* Task input
══════

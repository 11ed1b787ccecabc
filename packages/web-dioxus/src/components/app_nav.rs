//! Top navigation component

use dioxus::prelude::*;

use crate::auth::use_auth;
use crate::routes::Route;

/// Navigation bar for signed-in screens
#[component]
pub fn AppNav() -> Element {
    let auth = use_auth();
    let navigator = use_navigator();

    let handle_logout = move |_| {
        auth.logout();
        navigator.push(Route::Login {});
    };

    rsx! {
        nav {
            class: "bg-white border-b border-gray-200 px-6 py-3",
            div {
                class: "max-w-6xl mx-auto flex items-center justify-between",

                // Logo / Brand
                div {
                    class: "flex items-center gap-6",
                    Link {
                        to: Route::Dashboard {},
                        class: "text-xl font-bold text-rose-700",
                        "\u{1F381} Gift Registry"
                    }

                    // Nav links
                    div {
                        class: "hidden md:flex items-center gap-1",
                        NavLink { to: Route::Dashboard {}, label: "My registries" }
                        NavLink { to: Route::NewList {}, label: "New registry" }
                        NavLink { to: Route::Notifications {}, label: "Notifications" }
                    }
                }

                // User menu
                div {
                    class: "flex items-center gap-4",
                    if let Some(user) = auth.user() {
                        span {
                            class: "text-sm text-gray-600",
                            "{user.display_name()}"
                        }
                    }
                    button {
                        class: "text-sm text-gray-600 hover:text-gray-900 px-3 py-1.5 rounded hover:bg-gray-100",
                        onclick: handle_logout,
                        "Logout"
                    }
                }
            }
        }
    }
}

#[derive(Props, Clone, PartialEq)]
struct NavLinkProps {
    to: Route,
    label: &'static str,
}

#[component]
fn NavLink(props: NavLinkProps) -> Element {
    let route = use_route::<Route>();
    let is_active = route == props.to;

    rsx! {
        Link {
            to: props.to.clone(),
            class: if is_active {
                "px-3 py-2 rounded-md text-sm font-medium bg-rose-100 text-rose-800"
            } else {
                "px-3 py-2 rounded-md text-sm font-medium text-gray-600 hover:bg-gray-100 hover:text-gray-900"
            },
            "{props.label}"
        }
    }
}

══════

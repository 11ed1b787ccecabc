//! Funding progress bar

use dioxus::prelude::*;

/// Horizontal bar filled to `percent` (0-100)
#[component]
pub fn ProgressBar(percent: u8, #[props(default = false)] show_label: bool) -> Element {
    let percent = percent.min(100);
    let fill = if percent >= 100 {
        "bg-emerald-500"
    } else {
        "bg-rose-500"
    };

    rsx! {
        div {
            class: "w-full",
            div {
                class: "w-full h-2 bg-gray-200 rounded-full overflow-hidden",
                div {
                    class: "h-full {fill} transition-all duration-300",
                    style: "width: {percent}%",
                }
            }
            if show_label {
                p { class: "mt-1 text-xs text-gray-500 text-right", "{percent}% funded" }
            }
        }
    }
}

══════

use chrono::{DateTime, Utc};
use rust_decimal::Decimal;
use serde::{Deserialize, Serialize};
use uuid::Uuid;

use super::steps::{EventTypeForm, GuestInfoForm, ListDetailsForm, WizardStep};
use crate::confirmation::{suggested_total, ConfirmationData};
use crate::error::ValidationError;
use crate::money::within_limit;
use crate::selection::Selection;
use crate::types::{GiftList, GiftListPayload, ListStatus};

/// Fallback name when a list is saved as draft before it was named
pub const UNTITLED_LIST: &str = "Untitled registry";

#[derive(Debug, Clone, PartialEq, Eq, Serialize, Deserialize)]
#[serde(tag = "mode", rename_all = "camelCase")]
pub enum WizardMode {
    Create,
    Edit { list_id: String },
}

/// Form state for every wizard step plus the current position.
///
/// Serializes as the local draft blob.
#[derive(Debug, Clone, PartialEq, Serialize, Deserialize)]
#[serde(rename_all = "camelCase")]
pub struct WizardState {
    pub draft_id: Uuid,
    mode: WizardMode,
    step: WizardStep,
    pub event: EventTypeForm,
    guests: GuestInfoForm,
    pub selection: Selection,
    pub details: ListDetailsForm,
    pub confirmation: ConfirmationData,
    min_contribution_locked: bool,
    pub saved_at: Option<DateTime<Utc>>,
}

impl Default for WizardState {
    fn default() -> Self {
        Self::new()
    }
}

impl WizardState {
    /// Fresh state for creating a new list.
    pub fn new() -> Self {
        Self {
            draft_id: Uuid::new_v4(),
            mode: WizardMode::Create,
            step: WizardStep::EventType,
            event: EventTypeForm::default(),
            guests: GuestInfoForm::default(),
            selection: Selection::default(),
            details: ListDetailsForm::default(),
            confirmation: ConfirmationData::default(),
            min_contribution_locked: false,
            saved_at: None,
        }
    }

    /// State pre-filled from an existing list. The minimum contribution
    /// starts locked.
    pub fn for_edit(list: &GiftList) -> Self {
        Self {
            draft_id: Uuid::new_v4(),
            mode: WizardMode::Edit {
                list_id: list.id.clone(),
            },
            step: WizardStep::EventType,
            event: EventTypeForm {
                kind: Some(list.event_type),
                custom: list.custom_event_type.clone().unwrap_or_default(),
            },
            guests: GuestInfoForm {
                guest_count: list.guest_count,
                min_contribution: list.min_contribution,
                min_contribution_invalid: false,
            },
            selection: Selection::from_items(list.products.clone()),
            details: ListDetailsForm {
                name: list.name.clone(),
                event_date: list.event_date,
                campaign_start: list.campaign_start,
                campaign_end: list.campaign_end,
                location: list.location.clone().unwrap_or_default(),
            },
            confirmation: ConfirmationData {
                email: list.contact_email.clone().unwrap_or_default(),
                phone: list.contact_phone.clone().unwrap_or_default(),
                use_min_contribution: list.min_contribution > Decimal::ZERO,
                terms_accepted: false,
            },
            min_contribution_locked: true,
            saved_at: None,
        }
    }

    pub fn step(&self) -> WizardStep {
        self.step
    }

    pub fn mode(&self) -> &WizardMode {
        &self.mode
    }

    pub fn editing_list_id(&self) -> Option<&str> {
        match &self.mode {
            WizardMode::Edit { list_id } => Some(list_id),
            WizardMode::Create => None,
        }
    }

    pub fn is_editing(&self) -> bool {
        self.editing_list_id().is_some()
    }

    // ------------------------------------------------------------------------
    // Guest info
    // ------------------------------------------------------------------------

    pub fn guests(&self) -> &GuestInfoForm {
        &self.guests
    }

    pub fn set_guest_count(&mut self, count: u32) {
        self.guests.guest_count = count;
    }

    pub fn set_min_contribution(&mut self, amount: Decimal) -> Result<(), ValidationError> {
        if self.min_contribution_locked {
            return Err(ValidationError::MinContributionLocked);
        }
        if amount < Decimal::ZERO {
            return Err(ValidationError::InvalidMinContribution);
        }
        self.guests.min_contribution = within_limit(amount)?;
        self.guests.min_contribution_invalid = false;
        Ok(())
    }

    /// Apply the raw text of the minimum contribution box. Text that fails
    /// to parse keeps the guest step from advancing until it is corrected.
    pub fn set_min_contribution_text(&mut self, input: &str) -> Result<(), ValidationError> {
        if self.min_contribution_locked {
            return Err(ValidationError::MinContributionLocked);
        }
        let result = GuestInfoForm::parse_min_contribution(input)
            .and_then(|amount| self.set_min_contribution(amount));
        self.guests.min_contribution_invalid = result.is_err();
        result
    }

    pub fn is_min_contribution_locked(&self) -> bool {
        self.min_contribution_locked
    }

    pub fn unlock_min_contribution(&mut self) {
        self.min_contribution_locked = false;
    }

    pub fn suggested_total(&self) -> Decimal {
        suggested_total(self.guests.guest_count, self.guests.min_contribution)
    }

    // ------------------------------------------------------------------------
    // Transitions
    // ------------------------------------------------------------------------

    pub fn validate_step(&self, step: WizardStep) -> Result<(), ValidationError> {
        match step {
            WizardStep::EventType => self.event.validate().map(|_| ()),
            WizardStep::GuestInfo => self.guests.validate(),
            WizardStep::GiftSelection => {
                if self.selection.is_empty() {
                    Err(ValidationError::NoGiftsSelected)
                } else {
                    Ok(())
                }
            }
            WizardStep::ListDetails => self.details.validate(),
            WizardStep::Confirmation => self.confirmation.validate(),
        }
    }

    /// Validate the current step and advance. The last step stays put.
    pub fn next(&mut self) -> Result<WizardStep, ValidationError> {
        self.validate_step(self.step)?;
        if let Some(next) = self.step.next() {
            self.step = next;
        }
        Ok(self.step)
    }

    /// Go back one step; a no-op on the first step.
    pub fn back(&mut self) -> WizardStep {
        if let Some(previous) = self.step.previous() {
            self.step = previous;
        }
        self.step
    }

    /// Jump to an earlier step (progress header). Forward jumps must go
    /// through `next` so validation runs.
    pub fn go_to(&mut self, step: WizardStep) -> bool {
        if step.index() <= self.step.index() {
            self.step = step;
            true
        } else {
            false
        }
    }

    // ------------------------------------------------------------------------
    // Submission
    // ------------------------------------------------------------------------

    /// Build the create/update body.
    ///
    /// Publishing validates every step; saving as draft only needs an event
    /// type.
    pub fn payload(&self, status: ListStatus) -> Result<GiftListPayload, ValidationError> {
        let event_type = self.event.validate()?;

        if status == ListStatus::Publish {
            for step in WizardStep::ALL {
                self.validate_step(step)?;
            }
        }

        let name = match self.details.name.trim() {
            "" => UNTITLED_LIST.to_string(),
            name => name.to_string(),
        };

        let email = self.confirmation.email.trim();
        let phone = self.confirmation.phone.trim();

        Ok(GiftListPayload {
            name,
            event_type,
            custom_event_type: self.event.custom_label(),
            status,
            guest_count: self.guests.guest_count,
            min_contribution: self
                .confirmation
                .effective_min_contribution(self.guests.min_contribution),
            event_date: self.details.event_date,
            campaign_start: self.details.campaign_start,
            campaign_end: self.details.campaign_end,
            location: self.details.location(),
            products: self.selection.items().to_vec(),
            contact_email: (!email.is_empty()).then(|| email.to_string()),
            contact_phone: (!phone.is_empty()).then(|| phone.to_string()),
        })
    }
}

══════

* Assignment
Bring together each line above where the string "filled" turns up.

* Result of this exercise
/// Horizontal bar filled to `percent` (0-100)
    /// State pre-filled from an existing list. The minimum contribution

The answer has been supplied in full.